SIMAKBERITA.COM, MAKASSAR – Badan Pengelola Keuangan dan Aset Daerah (BPKAD) Kota Makassar merancang aturan tegas terkait penataan aset yang ada di Organisasi Perangkat Daerah (OPD).

Kepala BPKAD Kota Makassar, Muh Dakhlan mengatakan, pihaknya berharap agar tidak lagi dikuasai oleh pejabat yang bukan di OPD tersebut dan keberadaan aset bisa lebih mudah di pantau.

Muh Dakhlan menuturkan, saat ini mencari formula mengenai aturan dalam penataan aset khususnya untuk kendaraan dinas (randis).

“Sebab seringkali randis ikut berpindah saat pejabat di OPD mendapat mutasi. Sehingga, hal ini dinilai dapat menganggu kinerja pejabat baru,” kata Muh Dakhlan, Jumat (3/2/2023).

“Kita lagi pikir, apakah nanti bentuk surat atau seperti apa mengenai aturan tegas ini. Sebenarnya aturan ini sudah adami tapi kan sering terlupakan,” tambahnya

Dakhlan menjelaskan, setiap mutasi ada yang dinamakan serah terima keuangan dan barang. Hal ini wajib agar aset yang ada di OPD tak lagi berpindah.

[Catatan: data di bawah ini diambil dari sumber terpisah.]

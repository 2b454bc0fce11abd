//! Response envelopes of the batch endpoints.
//!
//! Success bodies decode into typed envelopes. Error bodies are resolved once,
//! here, into a single display string so callers never inspect their shape.

use serde::Deserialize;
use serde_json::Value;

#[derive(Debug, Clone, PartialEq, Deserialize)]
pub struct EmbedItem {
    pub filename: String,
    pub download_url: String,
    pub rms: f64,
    pub si_snr: f64,
}

#[derive(Debug, Clone, PartialEq, Deserialize)]
pub struct EmbedEnvelope {
    pub results: Vec<EmbedItem>,
    #[serde(default)]
    pub zip_download_url: Option<String>,
}

#[derive(Debug, Clone, PartialEq, Deserialize)]
pub struct DetectItem {
    pub filename: String,
    pub probability: f64,
    pub is_watermarked: bool,
}

#[derive(Debug, Clone, PartialEq, Deserialize)]
pub struct DetectEnvelope {
    pub results: Vec<DetectItem>,
}

/// One entry of a validation-style `detail` array.
#[derive(Debug, Clone, PartialEq, Eq)]
pub struct FieldError {
    pub path: Vec<String>,
    pub message: String,
}

/// Payload of a non-2xx response.
#[derive(Debug, Clone, PartialEq)]
pub enum ErrorEnvelope {
    /// `detail` was a string.
    Message(String),
    /// `detail` was an array of `{loc, msg}` entries.
    FieldErrors(Vec<FieldError>),
    /// Anything else; rendered as JSON.
    Opaque(Value),
}

impl ErrorEnvelope {
    /// Returns `None` when the body is not JSON, or is JSON without structure.
    pub fn decode(body: &[u8]) -> Option<Self> {
        let payload: Value = serde_json::from_slice(body).ok()?;
        if !(payload.is_object() || payload.is_array()) {
            return None;
        }
        Some(Self::from_payload(payload))
    }

    fn from_payload(payload: Value) -> Self {
        match payload.get("detail") {
            Some(Value::String(text)) if !text.is_empty() => ErrorEnvelope::Message(text.clone()),
            Some(Value::Array(entries))
                if entries
                    .first()
                    .and_then(|entry| entry.get("msg"))
                    .is_some_and(is_truthy) =>
            {
                ErrorEnvelope::FieldErrors(entries.iter().map(FieldError::from_entry).collect())
            }
            Some(detail) if is_truthy(detail) => ErrorEnvelope::Opaque(detail.clone()),
            _ => ErrorEnvelope::Opaque(payload),
        }
    }

    /// Display text, or `None` if the payload cannot be rendered.
    pub fn message(&self) -> Option<String> {
        match self {
            ErrorEnvelope::Message(text) => Some(text.clone()),
            ErrorEnvelope::FieldErrors(errors) => Some(
                errors
                    .iter()
                    .map(|error| format!("{}: {}", error.path.join("."), error.message))
                    .collect::<Vec<_>>()
                    .join(", "),
            ),
            ErrorEnvelope::Opaque(value) => serde_json::to_string(value).ok(),
        }
    }
}

impl FieldError {
    fn from_entry(entry: &Value) -> Self {
        let path = match entry.get("loc") {
            Some(Value::Array(parts)) => parts.iter().map(value_text).collect(),
            _ => vec!["unknown".to_string()],
        };
        let message = match entry.get("msg") {
            Some(msg) if is_truthy(msg) => value_text(msg),
            _ => "Unknown error".to_string(),
        };
        Self { path, message }
    }
}

/// Resolves the final failure message for a non-2xx response.
pub fn describe_failure(envelope: Option<&ErrorEnvelope>, status: u16) -> String {
    envelope
        .and_then(ErrorEnvelope::message)
        .unwrap_or_else(|| format!("HTTP error! status: {status}"))
}

fn value_text(value: &Value) -> String {
    match value {
        Value::String(text) => text.clone(),
        other => other.to_string(),
    }
}

fn is_truthy(value: &Value) -> bool {
    match value {
        Value::Null => false,
        Value::Bool(flag) => *flag,
        Value::Number(number) => number.as_f64().is_some_and(|n| n != 0.0),
        Value::String(text) => !text.is_empty(),
        Value::Array(_) | Value::Object(_) => true,
    }
}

“Nanti, saat ada sertijab ada namanya serah terima fisik baik itu keuangan dan barang yang langsung dilaporkan ke BPKSDMD, nanti dari sana baru laporannya dilanjutkan ke kami,” ujarnya.

Terkait format baru yang mulai dirancang, Dakhlan menyebutkan, poinnya berada pada sanksi administrasi.

“Misalnya untuk bisa mendapatkan hak di OPD baru ada administrasi khusus yang harus dirampungkan. Cuman karena belum menyelesaikan laporan keuangan dan randisnya maka administrasi tersebut tidak diterbitkan,” jelasnya.

Termasuk yang pensiun. Akan ada sistem yang disiapkan bernama Siagang’ta. Sistem aplikasi tersebut akan mencatat seluruh hal tentang pejabat yang pensiun tersebut, termasuk randis yang pernah digunakan.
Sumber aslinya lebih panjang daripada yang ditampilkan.